La tempesta sulla moglie, protagonista della prima giornata della convention repubblicana, manda su tutte le furie – dice chi gli è vicino in queste ore – Donald Trump e fa passare in secondo piano tutto quello che ha segnato l’apertura della kermesse: la fallita rivolta dei delegati dissidenti dentro la “Quicker Loans Arena” e le manifestazioni pacifiche fuori, pro e contro il magnate; l’intervento nel segno di “Legge e Ordine” dell’ex sindaco di New York Rudolph Giuliani; e i discorsi bellicosi di alcune star non proprio di primissima grandezza dello showbiz televisivo americano.

Tutti a prendersela con Hillary dal palco, in attesa che qualcuno scopra che il discorso di Michelle del 2008 assomigliava a quello della Clinton nel 1992 e che, cioè, il discorso di Melania l’ha scritto l’arci-rivale del marito. Perché, in fondo, le aspiranti “first ladies” alle convention finiscono sempre con il ripetersi: l’elogio del marito, quant’è bravo come compagno e come padre e come migliorerà l’America.

Le somiglianze tra i discorsi sono inequivocabili, ma la campagna del magnate liquida come “assurde” le accuse di plagio. Nessuno, nell’Arena di Cleveland, s’è accorto di nulla e gli applausi sono scrosciati spontanei: lei, Melania, ci ha messo di suo l’emozione, l’eleganza e la bellezza, tutte cose che non guastano.

Il passaggio più controverso è quello per descrivere i valori insegnatile dai suoi genitori. Le parole di Melania quasi si sovrappongono a quelle di Michelle: “Si deve lavorare duro per ciò che si vuole nella vita, le promesse vanno mantenute, si deve fare ciò che si dice e si deve trattare la gente con rispetto”; nonché l’importanza di trasmettere tali valori “alle future generazioni perché vogliamo che i nostri figli sappiano che il limite per i nostri traguardi è rappresentato dalla forza dei nostri sogni e dalla volontà di realizzarli”. Nulla di veramente originale, in fondo, neanche in bocca a Michelle.

Alla vigilia, Melania aveva dichiarato di avere scritto di proprio pugno il suo discorso durato circa 15’. Adesso, si apprende che “Melania e il suo team hanno preso spunti dalle fonti di ispirazione della sua vita”. Trump su twitter difende la moglie: “Il suo discorso e il suo atteggiamento sono stati formidabili”. Ma il capo del partito gli suggerisce di licenziare gli autori di Melania. E lo showman deve pure parare un altro attacco: i Queen contestano il suo uso del loro “We are the champions”.

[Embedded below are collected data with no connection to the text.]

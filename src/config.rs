//! Configuration management and validation.
//!
//! Provides the yard layout, extra spreadsheet column aliases, the snapshot
//! store location and the log level. Values are layered: built-in defaults,
//! then a TOML file, then environment variables, then command-line flags.
//!
//! ```toml
//! [[layout.blocks]]
//! name = "A1"
//! group = "general"
//! capacity = 900
//! totalBays = 30
//! rowsPerBay = 6
//! tiersPerBay = 5
//!
//! [columns]
//! location = ["slot"]
//!
//! [store]
//! path = "/var/lib/yard/snapshots.json"
//!
//! [logging]
//! level = "info"
//! ```

use crate::app::models::BlockConfig;
use crate::app::services::yard_parser::{ColumnMapping, Field};
use crate::constants::{
    APP_DIR_NAME, CONFIG_FILE_NAME, DEFAULT_LOG_LEVEL, ENV_LOG_LEVEL, ENV_STORE_PATH, LOG_LEVELS,
    SNAPSHOT_FILE_NAME, default_layout,
};
use crate::{Error, Result};
use serde::{Deserialize, Serialize};
use std::collections::HashSet;
use std::path::{Path, PathBuf};

/// Yard layout section
#[derive(Debug, Clone, PartialEq, Serialize, Deserialize)]
pub struct LayoutConfig {
    /// Blocks in presentation order
    pub blocks: Vec<BlockConfig>,
}

impl Default for LayoutConfig {
    fn default() -> Self {
        Self {
            blocks: default_layout(),
        }
    }
}

/// Extra header aliases, tried after the built-in ones
#[derive(Debug, Clone, Default, PartialEq, Serialize, Deserialize)]
#[serde(default)]
pub struct ColumnsConfig {
    pub location: Vec<String>,
    pub owner: Vec<String>,
    pub container_id: Vec<String>,
    pub vessel: Vec<String>,
    pub status: Vec<String>,
    pub flow: Vec<String>,
    pub iso: Vec<String>,
}

impl ColumnsConfig {
    fn extra(&self, field: Field) -> &[String] {
        match field {
            Field::Location => &self.location,
            Field::Owner => &self.owner,
            Field::ContainerId => &self.container_id,
            Field::Vessel => &self.vessel,
            Field::Status => &self.status,
            Field::Flow => &self.flow,
            Field::Iso => &self.iso,
        }
    }
}

/// Snapshot store section
#[derive(Debug, Clone, Default, PartialEq, Serialize, Deserialize)]
#[serde(default)]
pub struct StoreConfig {
    /// Snapshot file; defaults to the user data directory
    pub path: Option<PathBuf>,
}

/// Logging section
#[derive(Debug, Clone, PartialEq, Serialize, Deserialize)]
#[serde(default)]
pub struct LoggingConfig {
    pub level: String,
}

impl Default for LoggingConfig {
    fn default() -> Self {
        Self {
            level: DEFAULT_LOG_LEVEL.to_string(),
        }
    }
}

/// Where a loaded configuration's values came from
///
/// Recorded during loading so the caller can report it once logging is up.
#[derive(Debug, Clone, Default, PartialEq, Eq)]
pub struct ConfigSource {
    /// Config file that was read, if any
    pub file: Option<PathBuf>,
    /// Environment variables that replaced configured values
    pub env_overrides: Vec<&'static str>,
}

/// Global configuration for the yard processor
#[derive(Debug, Clone, Default, PartialEq, Serialize, Deserialize)]
#[serde(default)]
pub struct Config {
    pub layout: LayoutConfig,
    pub columns: ColumnsConfig,
    pub store: StoreConfig,
    pub logging: LoggingConfig,
    #[serde(skip)]
    pub source: ConfigSource,
}

impl Config {
    /// Default configuration file location, if the platform has a config directory
    pub fn default_config_path() -> Option<PathBuf> {
        dirs::config_dir().map(|dir| dir.join(APP_DIR_NAME).join(CONFIG_FILE_NAME))
    }

    /// Parse configuration from TOML text
    pub fn from_toml_str(text: &str) -> Result<Self> {
        Ok(toml::from_str(text)?)
    }

    /// Load configuration from a TOML file
    pub fn from_file(path: &Path) -> Result<Self> {
        let text = std::fs::read_to_string(path)
            .map_err(|e| Error::io(format!("Failed to read config {}", path.display()), e))?;
        Self::from_toml_str(&text).map_err(|e| match e {
            Error::Configuration { message } => {
                Error::configuration(format!("{}: {}", path.display(), message))
            }
            other => other,
        })
    }

    /// Load defaults, then a config file, then environment overrides
    ///
    /// An explicit `config_file` must exist. Without one, the default config
    /// path is used when present. The result is validated.
    pub fn load_layered(config_file: Option<&Path>) -> Result<Self> {
        let file = match config_file {
            Some(path) if !path.exists() => {
                return Err(Error::configuration(format!(
                    "Config file not found: {}",
                    path.display()
                )));
            }
            Some(path) => Some(path.to_path_buf()),
            None => Self::default_config_path().filter(|p| p.exists()),
        };

        let mut config = match &file {
            Some(path) => Self::from_file(path)?,
            None => Self::default(),
        };
        config.source.file = file;

        config.apply_env_overrides(|key| std::env::var(key).ok());
        config.validate()?;
        Ok(config)
    }

    /// Apply `YARD_STORE_PATH` and `YARD_LOG_LEVEL` from the given lookup
    pub fn apply_env_overrides<F>(&mut self, lookup: F)
    where
        F: Fn(&str) -> Option<String>,
    {
        if let Some(path) = lookup(ENV_STORE_PATH).filter(|v| !v.trim().is_empty()) {
            self.source.env_overrides.push(ENV_STORE_PATH);
            self.store.path = Some(PathBuf::from(path));
        }
        if let Some(level) = lookup(ENV_LOG_LEVEL).filter(|v| !v.trim().is_empty()) {
            self.source.env_overrides.push(ENV_LOG_LEVEL);
            self.logging.level = level.trim().to_lowercase();
        }
    }

    /// Validate the configuration
    pub fn validate(&self) -> Result<()> {
        let blocks = &self.layout.blocks;
        if blocks.is_empty() {
            return Err(Error::configuration("layout must define at least one block"));
        }

        let mut seen = HashSet::new();
        for block in blocks {
            if block.name.trim().is_empty() {
                return Err(Error::configuration("block name must not be empty"));
            }
            if !seen.insert(block.name.as_str()) {
                return Err(Error::configuration(format!(
                    "duplicate block name '{}'",
                    block.name
                )));
            }
            if block.total_bays == 0 || block.rows_per_bay == 0 || block.tiers_per_bay == 0 {
                return Err(Error::configuration(format!(
                    "block '{}' must have positive bays, rows and tiers",
                    block.name
                )));
            }
            if block.capacity == 0 {
                return Err(Error::configuration(format!(
                    "block '{}' must have a positive capacity",
                    block.name
                )));
            }
        }

        if !LOG_LEVELS.contains(&self.logging.level.as_str()) {
            return Err(Error::configuration(format!(
                "unknown log level '{}' (expected one of: {})",
                self.logging.level,
                LOG_LEVELS.join(", ")
            )));
        }

        Ok(())
    }

    /// Snapshot file to use
    pub fn store_path(&self) -> Result<PathBuf> {
        if let Some(path) = &self.store.path {
            return Ok(path.clone());
        }

        dirs::data_dir()
            .map(|dir| dir.join(APP_DIR_NAME).join(SNAPSHOT_FILE_NAME))
            .ok_or_else(|| {
                Error::configuration("no data directory available; set [store] path")
            })
    }

    /// Built-in column aliases extended with the configured extras
    pub fn column_mapping(&self) -> ColumnMapping {
        Field::ALL
            .iter()
            .fold(ColumnMapping::standard(), |mapping, &field| {
                mapping.with_extra_aliases(field, self.columns.extra(field).iter())
            })
    }
}

#[cfg(test)]
mod tests {
    use super::*;
    use crate::app::models::{BlockGroup, RawRow};
    use std::collections::HashMap;
    use std::io::Write;
    use tempfile::NamedTempFile;

    #[test]
    fn test_default_config_is_valid() {
        let config = Config::default();
        assert!(config.validate().is_ok());
        assert!(config.layout.blocks.iter().all(|b| b.is_default));
        assert_eq!(config.logging.level, "warn");
    }

    #[test]
    fn test_toml_layout_replaces_default() {
        let config = Config::from_toml_str(
            r#"
            [[layout.blocks]]
            name = "Q1"
            group = "reefer"
            capacity = 120
            totalBays = 10
            rowsPerBay = 4
            tiersPerBay = 3
            "#,
        )
        .unwrap();

        assert_eq!(config.layout.blocks.len(), 1);
        let block = &config.layout.blocks[0];
        assert_eq!(block.name, "Q1");
        assert_eq!(block.group, BlockGroup::Reefer);
        assert!(!block.is_default);
        assert!(config.validate().is_ok());
    }

    #[test]
    fn test_partial_toml_keeps_other_defaults() {
        let config = Config::from_toml_str("[logging]\nlevel = \"debug\"\n").unwrap();

        assert_eq!(config.logging.level, "debug");
        assert_eq!(config.layout, LayoutConfig::default());
    }

    #[test]
    fn test_invalid_toml_is_configuration_error() {
        let result = Config::from_toml_str("[layout\nblocks = 3");
        assert!(matches!(result, Err(Error::Configuration { .. })));
    }

    #[test]
    fn test_validate_rejects_bad_layouts() {
        let mut empty = Config::default();
        empty.layout.blocks.clear();
        assert!(empty.validate().is_err());

        let mut duplicate = Config::default();
        duplicate.layout.blocks.push(BlockConfig::new("A1", BlockGroup::General, 1, 1, 1, 1));
        assert!(duplicate.validate().is_err());

        let mut zero_rows = Config::default();
        zero_rows.layout.blocks[0].rows_per_bay = 0;
        assert!(zero_rows.validate().is_err());

        let mut zero_capacity = Config::default();
        zero_capacity.layout.blocks[0].capacity = 0;
        assert!(zero_capacity.validate().is_err());
    }

    #[test]
    fn test_validate_rejects_unknown_log_level() {
        let mut config = Config::default();
        config.logging.level = "verbose".to_string();
        assert!(config.validate().is_err());
    }

    #[test]
    fn test_env_overrides() {
        let env: HashMap<&str, &str> = [
            (ENV_STORE_PATH, "/tmp/yard/snapshots.json"),
            (ENV_LOG_LEVEL, " INFO "),
        ]
        .into_iter()
        .collect();

        let mut config = Config::default();
        config.apply_env_overrides(|key| env.get(key).map(|v| v.to_string()));

        assert_eq!(
            config.store_path().unwrap(),
            PathBuf::from("/tmp/yard/snapshots.json")
        );
        assert_eq!(config.logging.level, "info");
        assert_eq!(config.source.env_overrides, vec![ENV_STORE_PATH, ENV_LOG_LEVEL]);
    }

    #[test]
    fn test_blank_env_values_are_ignored() {
        let mut config = Config::default();
        config.apply_env_overrides(|_| Some("  ".to_string()));

        assert_eq!(config, Config::default());
    }

    #[test]
    fn test_missing_explicit_config_file_is_error() {
        let result = Config::load_layered(Some(Path::new("/nonexistent/yard/config.toml")));
        assert!(matches!(result, Err(Error::Configuration { .. })));
    }

    #[test]
    fn test_loaded_config_records_its_file() {
        let mut file = NamedTempFile::new().unwrap();
        writeln!(file, "[logging]\nlevel = \"info\"").unwrap();

        let config = Config::load_layered(Some(file.path())).unwrap();
        assert_eq!(config.source.file.as_deref(), Some(file.path()));
    }

    #[test]
    fn test_parsed_config_has_no_source() {
        let config = Config::from_toml_str("[logging]\nlevel = \"debug\"\n").unwrap();
        assert_eq!(config.source, ConfigSource::default());
    }

    #[test]
    fn test_extra_column_aliases_are_used() {
        let config = Config::from_toml_str("[columns]\nlocation = [\"Slot\"]\n").unwrap();
        let mapping = config.column_mapping();

        let row = RawRow::new().with("slot", "A2-21-05-1");
        assert!(mapping.resolve(&row, Field::Location).is_some());
    }
}
//! Free-text container search

use crate::app::models::Container;
use crate::constants::LOCATION_SEPARATOR;
use std::collections::BTreeSet;

/// Location text with whitespace and hyphens removed, upper-cased
fn compact_location(location: &str) -> String {
    location
        .chars()
        .filter(|c| !c.is_whitespace() && *c != LOCATION_SEPARATOR)
        .collect::<String>()
        .to_uppercase()
}

/// Ids of containers matching a query
///
/// A container matches when its id contains the query (case-insensitive),
/// or when its location equals the query ignoring hyphens and whitespace,
/// so `A2-21-05-1` and `A221051` find the same slot. A blank query matches
/// nothing.
pub fn search_containers(query: &str, containers: &[Container]) -> BTreeSet<String> {
    let query = query.trim().to_uppercase();
    if query.is_empty() {
        return BTreeSet::new();
    }
    let location_query: String = query.chars().filter(|c| *c != LOCATION_SEPARATOR).collect();

    containers
        .iter()
        .filter(|c| {
            c.id.to_uppercase().contains(&query) || compact_location(&c.location) == location_query
        })
        .map(|c| c.id.clone())
        .collect()
}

Fallita la rivolta degli irriducibili delegati anti-Trump, nella giornata inaugurale hanno parlato star di Hollywood, come Willie Robertson di “Duck Dynasty” e Scott Baio, di “Happy Days”, entrambi molto critici nei confronti di Hillary. L’esperienza della Clinton, ha poi rincarato la dose l’ex sindaco di New York Giuliani, “è il motivo per cui non deve diventare presidente degli Stati Uniti”. L’ultima a intervenire è stata la senatrice Joni Ernst dell’Iowa, dopo le 23.00, in un’Arena quasi vuota: “Non possiamo permetterci altre quattro anni delle stesse fallimentari politiche”, e’ stata la chiosa.

Più della ex modella slovena, e più di Giuliani, che sarà forse il segretario alla Giustizia di Trump, un’altra donna ha scosso la convention: Patricia Smith, madre di uno dei quattro americani uccisi nell’attentato di Bengasi, in Libia, nel settembre del 2012. Sempre sul punto di piangere ha ricordato l’ultima conversazione con il figlio, il giorno prima della sua morte. “Nessuno ci ascolta, a nessuno sembra importare. Il giorno successivo venne assassinato da terroristi dell’Islam radicale. Considero Hillary Clinton personalmente responsabile per la morte di mio figlio, personalmente”.

Il tema della seconda giornata è l’economia, “Rimettere l’America al lavoro”: fra i protagonisti, ci sono ex rivali divenuti alleati, come il governatore del New Jersey Chris Christie e Ben Carson, oltre a due Trump – ce ne sono sempre sul palco, qui a Cleveland – .

(post tratto dal blog di Giampiero Gramaglia)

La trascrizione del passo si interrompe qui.